Filter the data for "configuration" and copy matching lines.

Saved data entries:
+++

//! LEGO WeDo USB hub HID protocol implementation.
//!
//! This crate is intentionally I/O-free and allocation-free.
//! It provides pure functions and types that can be tested without hardware:
//! the fixed 8-byte input/output report codec, the motor output encoder, and
//! the identity and tilt threshold tables.

#![deny(unsafe_op_in_unsafe_fn)]
#![deny(static_mut_refs)]
#![deny(clippy::unwrap_used)]

pub mod ids;
pub mod motor;
pub mod output;
pub mod report;
pub mod types;

pub use ids::{PRODUCT_WEDO_HUB, VENDOR_ID, is_wedo, product_name};
pub use motor::{
    MAX_DUTY_CYCLE, MotorCommand, MotorPolarity, OUTPUT_BRAKE, OUTPUT_STOP, encode_motor_output,
    is_valid_duty_cycle,
};
pub use output::{HubCommandFlags, WedoOutputReport, encode_output};
pub use report::{
    HubStatusFlags, MILLIVOLTS_PER_COUNT, PORT_COUNT, PortSample, REPORT_LEN, ReportError,
    WedoInputReport, parse,
};
pub use types::{CATEGORY_COUNT, DeviceCategory, IDENTITY_TABLE, TILT_TABLE, TiltStatus};
//! Hub configuration loading for the command line.

use std::path::Path;

use anyhow::{Context, Result};
use wedo_hub::HubConfig;

/// Flag overrides applied on top of a loaded configuration.
#[derive(Debug, Clone, Copy, Default)]
pub struct ConfigOverrides {
    pub port_debounce_threshold: Option<u32>,
    pub tilt_debounce_threshold: Option<u32>,
    pub write_retry_limit: Option<u8>,
}

/// Load a configuration from YAML, or start from defaults, then apply
/// overrides and validate.
///
/// # Errors
///
/// Returns an error if the file cannot be read or parsed, or if the final
/// configuration does not validate.
pub fn load_config(path: Option<&Path>, overrides: ConfigOverrides) -> Result<HubConfig> {
    let mut config = match path {
        Some(path) => {
            let yaml = std::fs::read_to_string(path)
                .with_context(|| format!("Failed to read config '{}'", path.display()))?;
            serde_yaml::from_str(&yaml)
                .with_context(|| format!("Failed to parse config '{}'", path.display()))?
        }
        None => HubConfig::default(),
    };

    if let Some(threshold) = overrides.port_debounce_threshold {
        config.port_debounce_threshold = threshold;
    }
    if let Some(threshold) = overrides.tilt_debounce_threshold {
        config.tilt_debounce_threshold = threshold;
    }
    if let Some(limit) = overrides.write_retry_limit {
        config.write_retry_limit = limit;
    }

    config.validate().context("Invalid hub configuration")?;
    Ok(config)
}

#[cfg(test)]
mod tests {
    use super::*;

    #[test]
    fn test_defaults_without_file() -> Result<()> {
        let config = load_config(None, ConfigOverrides::default())?;
        assert_eq!(config, HubConfig::default());
        Ok(())
    }

    #[test]
    fn test_yaml_then_overrides() -> Result<()> {
        let dir = tempfile::tempdir()?;
        let path = dir.path().join("hub.yaml");
        std::fs::write(&path, "port_debounce_threshold: 20\ntilt_debounce_threshold: 2\n")?;

        let overrides = ConfigOverrides {
            tilt_debounce_threshold: Some(6),
            ..ConfigOverrides::default()
        };
        let config = load_config(Some(&path), overrides)?;
        assert_eq!(config.port_debounce_threshold, 20);
        assert_eq!(config.tilt_debounce_threshold, 6);
        assert_eq!(config.write_retry_limit, 1);
        Ok(())
    }

    #[test]
    fn test_zero_override_is_rejected() {
        let overrides = ConfigOverrides {
            port_debounce_threshold: Some(0),
            ..ConfigOverrides::default()
        };
        assert!(load_config(None, overrides).is_err());
    }
}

+++

Written solution –
//! Hub configuration loading for the command line.
/// Flag overrides applied on top of a loaded configuration.
/// Load a configuration from YAML, or start from defaults, then apply
/// configuration does not validate.
    config.validate().context("Invalid hub configuration")?;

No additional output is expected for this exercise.